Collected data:
-- -- --

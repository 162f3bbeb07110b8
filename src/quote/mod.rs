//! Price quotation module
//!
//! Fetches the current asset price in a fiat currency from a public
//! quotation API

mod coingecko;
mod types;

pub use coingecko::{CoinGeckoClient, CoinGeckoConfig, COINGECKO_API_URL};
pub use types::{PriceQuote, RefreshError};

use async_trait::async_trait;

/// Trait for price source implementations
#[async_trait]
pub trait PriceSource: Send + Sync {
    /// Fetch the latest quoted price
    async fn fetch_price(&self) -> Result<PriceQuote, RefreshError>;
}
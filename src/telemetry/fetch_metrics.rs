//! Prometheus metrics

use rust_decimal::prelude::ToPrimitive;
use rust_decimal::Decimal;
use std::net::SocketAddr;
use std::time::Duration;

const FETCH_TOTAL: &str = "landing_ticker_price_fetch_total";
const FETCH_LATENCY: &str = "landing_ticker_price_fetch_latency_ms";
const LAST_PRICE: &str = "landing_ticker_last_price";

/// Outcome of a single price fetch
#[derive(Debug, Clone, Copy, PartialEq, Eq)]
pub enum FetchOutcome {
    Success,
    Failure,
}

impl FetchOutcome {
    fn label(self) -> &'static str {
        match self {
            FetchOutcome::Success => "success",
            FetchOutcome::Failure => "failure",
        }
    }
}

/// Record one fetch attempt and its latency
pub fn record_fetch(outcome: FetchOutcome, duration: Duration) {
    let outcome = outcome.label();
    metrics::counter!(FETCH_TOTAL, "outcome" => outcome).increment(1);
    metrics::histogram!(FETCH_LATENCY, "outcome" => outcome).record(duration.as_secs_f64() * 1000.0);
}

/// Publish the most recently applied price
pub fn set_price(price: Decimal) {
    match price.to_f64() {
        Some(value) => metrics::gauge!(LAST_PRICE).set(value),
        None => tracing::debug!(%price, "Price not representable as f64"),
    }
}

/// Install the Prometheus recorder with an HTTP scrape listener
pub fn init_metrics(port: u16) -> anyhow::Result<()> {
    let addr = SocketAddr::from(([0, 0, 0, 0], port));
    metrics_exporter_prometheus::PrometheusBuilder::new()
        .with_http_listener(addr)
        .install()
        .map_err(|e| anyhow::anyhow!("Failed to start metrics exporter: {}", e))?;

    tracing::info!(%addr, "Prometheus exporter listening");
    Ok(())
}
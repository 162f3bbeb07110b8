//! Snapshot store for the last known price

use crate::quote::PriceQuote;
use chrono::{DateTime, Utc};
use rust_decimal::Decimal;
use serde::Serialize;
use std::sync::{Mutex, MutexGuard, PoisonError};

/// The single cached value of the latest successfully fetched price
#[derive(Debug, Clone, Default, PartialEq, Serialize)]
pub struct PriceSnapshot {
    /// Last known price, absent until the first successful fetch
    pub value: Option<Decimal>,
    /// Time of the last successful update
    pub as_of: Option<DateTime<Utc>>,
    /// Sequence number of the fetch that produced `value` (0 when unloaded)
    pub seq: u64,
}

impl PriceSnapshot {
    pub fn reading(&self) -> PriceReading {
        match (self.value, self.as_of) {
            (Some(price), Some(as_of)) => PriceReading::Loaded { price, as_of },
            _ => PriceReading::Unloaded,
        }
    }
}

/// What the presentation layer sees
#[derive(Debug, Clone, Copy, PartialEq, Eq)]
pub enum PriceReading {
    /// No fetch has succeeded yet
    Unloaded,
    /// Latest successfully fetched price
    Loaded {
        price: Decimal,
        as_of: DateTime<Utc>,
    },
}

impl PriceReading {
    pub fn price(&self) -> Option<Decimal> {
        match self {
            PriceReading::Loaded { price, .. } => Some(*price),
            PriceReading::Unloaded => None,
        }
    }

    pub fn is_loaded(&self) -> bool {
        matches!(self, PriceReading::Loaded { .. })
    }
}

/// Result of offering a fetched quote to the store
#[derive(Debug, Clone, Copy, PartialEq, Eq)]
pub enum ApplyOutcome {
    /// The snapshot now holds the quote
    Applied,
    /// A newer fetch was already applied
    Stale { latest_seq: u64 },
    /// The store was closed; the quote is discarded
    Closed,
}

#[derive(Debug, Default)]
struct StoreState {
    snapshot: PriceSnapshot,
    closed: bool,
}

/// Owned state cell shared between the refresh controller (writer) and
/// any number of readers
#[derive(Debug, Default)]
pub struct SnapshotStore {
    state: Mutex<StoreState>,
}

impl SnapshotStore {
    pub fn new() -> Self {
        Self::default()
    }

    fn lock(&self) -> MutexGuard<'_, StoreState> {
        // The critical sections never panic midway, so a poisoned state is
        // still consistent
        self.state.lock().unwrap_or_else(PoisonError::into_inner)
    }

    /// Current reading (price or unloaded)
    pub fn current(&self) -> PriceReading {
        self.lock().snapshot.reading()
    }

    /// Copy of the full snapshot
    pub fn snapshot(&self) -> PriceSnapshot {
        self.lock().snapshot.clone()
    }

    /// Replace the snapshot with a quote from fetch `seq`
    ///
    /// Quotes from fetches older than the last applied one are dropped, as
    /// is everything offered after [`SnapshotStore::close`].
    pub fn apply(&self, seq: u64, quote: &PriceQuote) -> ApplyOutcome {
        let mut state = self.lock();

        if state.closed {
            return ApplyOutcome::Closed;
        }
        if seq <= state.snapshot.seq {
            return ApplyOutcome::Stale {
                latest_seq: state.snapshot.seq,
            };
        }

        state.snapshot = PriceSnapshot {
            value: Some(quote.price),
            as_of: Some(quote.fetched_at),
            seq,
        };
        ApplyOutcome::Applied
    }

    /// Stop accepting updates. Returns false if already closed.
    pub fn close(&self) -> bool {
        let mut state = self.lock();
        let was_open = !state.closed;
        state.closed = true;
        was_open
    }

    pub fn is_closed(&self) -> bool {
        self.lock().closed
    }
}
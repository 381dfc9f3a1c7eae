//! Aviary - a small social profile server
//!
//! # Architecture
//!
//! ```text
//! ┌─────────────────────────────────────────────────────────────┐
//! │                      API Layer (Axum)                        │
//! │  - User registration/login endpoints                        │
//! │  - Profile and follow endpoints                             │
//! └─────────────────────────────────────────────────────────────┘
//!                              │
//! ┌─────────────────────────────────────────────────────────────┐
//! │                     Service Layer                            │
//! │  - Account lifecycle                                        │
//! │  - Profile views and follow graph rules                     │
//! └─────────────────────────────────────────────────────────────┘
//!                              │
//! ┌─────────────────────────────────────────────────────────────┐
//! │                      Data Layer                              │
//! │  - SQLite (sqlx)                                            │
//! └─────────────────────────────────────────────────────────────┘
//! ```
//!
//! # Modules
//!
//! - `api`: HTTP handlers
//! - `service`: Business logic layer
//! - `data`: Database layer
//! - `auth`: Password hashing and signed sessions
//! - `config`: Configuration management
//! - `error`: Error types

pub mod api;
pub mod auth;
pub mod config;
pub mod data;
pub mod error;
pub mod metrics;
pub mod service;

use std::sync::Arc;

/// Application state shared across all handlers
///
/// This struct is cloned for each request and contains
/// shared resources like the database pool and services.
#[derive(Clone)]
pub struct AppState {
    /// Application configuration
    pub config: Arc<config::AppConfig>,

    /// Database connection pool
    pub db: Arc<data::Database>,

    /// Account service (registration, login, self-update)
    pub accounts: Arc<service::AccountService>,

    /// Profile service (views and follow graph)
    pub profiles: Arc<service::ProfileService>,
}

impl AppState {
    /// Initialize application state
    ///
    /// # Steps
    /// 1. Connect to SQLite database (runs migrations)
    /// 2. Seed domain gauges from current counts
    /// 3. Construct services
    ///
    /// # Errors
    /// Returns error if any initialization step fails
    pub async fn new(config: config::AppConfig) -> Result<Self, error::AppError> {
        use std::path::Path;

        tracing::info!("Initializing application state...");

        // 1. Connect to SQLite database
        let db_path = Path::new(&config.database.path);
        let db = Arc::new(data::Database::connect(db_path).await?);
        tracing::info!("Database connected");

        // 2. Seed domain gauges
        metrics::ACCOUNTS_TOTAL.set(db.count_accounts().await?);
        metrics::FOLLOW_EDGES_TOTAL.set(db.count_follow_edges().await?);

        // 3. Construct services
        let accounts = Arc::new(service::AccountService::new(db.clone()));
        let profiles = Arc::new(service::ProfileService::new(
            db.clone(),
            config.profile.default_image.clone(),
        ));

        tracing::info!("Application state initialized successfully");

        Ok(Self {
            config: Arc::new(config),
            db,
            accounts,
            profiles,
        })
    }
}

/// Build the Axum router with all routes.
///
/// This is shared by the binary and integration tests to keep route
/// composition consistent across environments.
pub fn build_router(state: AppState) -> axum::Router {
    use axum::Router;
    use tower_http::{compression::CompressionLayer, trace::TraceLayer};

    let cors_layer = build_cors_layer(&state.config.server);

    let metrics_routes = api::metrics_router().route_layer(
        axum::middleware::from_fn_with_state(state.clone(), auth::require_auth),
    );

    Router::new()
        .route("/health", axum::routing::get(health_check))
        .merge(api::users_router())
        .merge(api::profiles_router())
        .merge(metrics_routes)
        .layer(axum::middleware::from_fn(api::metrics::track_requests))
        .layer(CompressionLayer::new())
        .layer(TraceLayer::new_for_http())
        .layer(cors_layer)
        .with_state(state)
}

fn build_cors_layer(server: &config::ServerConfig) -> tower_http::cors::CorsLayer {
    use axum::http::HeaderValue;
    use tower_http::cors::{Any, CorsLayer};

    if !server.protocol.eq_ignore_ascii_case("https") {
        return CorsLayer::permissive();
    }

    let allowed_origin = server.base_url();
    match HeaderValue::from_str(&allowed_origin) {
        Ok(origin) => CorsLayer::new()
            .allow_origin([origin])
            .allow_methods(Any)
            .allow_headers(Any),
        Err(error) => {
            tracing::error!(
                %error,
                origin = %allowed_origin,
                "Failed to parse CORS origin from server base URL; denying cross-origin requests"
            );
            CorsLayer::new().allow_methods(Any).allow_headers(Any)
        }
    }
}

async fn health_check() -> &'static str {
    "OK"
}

-- -- --

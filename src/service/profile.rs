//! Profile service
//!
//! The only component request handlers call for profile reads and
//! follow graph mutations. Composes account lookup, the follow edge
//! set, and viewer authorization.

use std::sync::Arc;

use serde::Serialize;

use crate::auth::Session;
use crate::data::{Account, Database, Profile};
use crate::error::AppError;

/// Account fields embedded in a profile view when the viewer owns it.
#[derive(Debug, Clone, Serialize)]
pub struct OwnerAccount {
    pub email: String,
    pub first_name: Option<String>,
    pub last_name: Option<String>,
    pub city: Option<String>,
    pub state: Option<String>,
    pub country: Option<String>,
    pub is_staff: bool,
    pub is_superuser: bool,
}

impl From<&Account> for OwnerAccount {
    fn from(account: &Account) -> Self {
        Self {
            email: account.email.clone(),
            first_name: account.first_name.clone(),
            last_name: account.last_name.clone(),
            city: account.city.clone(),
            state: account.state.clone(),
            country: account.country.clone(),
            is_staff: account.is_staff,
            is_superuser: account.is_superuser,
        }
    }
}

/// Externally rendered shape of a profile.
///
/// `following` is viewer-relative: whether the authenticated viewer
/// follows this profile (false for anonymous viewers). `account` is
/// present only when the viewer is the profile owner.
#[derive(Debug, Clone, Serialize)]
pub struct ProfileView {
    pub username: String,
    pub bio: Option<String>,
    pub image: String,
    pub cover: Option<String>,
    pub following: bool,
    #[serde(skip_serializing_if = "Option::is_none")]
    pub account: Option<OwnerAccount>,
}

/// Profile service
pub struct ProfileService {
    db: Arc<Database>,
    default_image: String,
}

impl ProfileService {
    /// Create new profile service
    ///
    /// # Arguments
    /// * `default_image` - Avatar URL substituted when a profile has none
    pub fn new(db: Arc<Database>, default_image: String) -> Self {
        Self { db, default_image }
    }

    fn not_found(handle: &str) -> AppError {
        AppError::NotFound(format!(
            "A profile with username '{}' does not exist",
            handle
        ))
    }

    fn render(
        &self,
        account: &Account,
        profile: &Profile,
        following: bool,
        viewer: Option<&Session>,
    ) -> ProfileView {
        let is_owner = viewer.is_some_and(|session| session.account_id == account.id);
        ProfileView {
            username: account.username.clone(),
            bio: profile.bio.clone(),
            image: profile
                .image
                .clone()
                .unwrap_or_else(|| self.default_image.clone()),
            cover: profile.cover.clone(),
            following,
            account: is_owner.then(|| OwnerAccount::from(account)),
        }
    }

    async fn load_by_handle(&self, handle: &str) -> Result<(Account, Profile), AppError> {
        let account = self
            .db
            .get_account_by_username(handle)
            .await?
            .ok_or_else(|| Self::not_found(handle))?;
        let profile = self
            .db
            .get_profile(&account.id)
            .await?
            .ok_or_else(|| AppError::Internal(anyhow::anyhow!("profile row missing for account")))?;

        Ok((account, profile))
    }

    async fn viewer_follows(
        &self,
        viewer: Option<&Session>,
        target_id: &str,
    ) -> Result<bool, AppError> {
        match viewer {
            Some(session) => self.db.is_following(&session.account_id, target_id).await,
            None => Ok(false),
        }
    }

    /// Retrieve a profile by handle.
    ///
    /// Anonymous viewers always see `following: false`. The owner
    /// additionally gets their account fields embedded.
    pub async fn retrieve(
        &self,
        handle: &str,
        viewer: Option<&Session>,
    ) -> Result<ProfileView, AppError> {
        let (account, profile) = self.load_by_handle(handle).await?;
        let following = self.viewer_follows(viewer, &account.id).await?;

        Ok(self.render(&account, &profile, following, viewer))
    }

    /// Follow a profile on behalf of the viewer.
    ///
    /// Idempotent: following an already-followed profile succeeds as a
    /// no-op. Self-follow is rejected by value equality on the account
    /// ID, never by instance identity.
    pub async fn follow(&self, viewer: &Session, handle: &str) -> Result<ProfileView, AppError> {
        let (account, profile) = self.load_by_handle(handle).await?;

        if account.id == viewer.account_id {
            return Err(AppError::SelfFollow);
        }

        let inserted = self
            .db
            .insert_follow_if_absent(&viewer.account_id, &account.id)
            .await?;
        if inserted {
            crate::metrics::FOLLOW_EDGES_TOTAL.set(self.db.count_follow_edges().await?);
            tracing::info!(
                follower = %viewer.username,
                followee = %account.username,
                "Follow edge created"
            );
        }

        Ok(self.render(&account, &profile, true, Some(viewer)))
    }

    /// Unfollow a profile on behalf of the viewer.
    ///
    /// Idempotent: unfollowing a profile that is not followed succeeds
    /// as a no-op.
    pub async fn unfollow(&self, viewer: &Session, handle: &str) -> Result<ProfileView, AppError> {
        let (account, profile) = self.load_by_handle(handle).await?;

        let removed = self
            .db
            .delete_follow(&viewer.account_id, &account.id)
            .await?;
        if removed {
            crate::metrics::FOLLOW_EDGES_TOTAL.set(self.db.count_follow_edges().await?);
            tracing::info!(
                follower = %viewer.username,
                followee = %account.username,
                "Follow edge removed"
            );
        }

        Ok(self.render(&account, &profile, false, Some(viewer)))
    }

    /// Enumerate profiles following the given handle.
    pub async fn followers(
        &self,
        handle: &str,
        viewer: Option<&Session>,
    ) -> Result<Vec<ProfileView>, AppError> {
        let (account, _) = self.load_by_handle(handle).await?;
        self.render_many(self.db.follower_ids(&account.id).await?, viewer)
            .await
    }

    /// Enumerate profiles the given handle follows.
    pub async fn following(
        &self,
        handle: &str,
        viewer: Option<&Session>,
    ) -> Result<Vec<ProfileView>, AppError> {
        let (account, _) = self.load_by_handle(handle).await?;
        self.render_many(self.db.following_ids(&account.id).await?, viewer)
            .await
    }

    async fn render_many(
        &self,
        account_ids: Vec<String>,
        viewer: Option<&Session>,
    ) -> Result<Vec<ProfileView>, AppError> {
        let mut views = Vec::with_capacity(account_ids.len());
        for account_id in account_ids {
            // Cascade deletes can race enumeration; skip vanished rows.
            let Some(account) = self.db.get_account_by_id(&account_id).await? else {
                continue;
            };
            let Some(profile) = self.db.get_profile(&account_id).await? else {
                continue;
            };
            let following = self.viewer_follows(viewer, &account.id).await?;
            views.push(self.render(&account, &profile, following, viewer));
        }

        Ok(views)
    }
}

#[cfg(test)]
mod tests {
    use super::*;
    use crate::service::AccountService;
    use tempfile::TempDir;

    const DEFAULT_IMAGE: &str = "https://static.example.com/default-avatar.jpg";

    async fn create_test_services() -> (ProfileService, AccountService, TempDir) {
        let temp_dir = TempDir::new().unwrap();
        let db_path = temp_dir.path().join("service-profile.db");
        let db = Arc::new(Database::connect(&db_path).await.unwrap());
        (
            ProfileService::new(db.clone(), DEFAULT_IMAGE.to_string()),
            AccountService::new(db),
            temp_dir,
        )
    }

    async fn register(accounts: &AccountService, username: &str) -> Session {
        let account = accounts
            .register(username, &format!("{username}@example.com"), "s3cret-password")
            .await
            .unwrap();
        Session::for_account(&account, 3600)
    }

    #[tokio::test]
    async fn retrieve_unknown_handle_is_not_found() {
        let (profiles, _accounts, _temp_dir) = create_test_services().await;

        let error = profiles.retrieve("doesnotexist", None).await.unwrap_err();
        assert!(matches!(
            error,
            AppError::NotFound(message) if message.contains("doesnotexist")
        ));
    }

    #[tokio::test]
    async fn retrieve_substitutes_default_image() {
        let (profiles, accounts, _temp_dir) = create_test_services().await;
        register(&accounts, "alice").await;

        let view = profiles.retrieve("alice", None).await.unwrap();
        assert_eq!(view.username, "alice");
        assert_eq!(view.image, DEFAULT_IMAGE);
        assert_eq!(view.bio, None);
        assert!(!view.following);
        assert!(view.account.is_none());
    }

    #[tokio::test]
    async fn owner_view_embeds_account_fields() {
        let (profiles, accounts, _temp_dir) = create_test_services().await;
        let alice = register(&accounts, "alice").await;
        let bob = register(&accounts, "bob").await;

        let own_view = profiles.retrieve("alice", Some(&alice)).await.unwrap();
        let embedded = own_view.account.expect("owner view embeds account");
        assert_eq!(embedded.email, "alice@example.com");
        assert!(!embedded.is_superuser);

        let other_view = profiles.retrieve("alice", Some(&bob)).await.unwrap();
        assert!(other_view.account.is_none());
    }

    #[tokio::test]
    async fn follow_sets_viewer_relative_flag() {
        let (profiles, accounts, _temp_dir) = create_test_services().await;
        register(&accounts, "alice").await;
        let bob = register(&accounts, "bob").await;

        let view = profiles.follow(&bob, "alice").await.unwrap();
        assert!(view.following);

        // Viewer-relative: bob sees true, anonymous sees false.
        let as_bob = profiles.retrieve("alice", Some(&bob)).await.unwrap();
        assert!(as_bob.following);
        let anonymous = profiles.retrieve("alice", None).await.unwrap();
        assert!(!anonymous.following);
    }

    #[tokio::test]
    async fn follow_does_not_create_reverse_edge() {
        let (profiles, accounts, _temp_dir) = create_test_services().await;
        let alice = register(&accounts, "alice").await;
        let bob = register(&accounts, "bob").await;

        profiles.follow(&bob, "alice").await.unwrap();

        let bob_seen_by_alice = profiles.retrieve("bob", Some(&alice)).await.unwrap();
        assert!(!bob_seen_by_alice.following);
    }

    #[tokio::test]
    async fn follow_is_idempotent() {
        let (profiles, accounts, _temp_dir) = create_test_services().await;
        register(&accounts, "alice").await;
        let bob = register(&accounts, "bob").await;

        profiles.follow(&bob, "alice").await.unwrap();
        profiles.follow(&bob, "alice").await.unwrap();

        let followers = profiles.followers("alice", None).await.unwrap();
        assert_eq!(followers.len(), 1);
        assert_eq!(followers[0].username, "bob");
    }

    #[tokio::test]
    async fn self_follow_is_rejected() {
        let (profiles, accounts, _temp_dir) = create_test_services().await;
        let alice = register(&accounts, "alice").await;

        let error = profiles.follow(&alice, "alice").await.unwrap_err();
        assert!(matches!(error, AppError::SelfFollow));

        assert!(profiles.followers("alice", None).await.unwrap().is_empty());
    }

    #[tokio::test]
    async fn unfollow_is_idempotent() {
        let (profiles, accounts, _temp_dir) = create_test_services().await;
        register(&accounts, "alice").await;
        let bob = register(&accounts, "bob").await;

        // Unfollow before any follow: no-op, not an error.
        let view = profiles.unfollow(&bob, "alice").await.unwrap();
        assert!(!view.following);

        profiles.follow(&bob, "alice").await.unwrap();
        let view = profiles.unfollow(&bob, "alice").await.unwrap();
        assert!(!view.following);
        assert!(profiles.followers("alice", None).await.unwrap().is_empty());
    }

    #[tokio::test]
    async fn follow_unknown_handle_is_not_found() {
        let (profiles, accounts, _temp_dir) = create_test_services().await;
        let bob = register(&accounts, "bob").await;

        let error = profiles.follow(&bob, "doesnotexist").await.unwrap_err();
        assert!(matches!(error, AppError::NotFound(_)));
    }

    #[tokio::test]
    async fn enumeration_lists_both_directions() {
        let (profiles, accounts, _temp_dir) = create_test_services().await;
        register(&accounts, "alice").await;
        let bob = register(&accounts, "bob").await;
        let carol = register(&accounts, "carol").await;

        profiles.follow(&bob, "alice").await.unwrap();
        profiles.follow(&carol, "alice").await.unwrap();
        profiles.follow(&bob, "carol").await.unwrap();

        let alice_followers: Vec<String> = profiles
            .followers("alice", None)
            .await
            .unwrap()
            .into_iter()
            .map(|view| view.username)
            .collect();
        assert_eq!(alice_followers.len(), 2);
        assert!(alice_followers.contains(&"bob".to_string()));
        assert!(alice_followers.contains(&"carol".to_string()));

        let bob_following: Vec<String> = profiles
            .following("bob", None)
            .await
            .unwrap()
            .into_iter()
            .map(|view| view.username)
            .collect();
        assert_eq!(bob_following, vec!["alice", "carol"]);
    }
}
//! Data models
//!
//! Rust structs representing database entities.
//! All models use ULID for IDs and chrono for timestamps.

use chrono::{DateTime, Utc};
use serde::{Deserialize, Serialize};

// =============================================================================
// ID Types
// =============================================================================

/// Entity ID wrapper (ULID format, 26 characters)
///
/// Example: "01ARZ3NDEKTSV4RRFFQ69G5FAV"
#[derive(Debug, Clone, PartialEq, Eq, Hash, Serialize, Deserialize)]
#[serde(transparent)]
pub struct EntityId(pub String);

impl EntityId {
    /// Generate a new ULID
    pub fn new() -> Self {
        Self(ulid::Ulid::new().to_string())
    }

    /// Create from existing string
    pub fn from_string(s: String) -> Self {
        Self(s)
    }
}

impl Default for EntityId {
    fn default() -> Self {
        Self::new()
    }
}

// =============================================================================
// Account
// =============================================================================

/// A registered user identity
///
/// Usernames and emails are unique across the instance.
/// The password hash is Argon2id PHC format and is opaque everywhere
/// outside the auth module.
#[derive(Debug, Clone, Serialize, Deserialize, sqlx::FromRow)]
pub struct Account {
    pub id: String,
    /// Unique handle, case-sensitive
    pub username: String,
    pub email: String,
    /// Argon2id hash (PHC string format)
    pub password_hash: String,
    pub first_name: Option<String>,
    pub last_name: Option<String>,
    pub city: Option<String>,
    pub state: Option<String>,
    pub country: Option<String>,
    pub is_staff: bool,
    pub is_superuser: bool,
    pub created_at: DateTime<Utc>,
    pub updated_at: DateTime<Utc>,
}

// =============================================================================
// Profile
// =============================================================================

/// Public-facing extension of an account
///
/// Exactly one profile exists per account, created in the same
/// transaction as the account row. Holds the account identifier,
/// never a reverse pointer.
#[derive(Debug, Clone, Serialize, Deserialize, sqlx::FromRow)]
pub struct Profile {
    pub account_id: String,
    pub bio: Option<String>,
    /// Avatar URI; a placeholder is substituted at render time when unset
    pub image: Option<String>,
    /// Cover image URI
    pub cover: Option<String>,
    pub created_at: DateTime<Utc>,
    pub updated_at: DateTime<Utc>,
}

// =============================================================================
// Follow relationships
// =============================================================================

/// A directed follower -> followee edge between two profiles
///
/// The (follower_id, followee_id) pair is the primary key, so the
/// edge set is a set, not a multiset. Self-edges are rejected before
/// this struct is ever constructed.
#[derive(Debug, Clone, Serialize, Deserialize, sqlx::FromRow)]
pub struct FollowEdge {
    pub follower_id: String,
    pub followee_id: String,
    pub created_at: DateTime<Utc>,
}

-- -- --

### What you need to do
Nothing but a number belongs in the answer: the number of lines above that contain "middleware".

### Task solution
2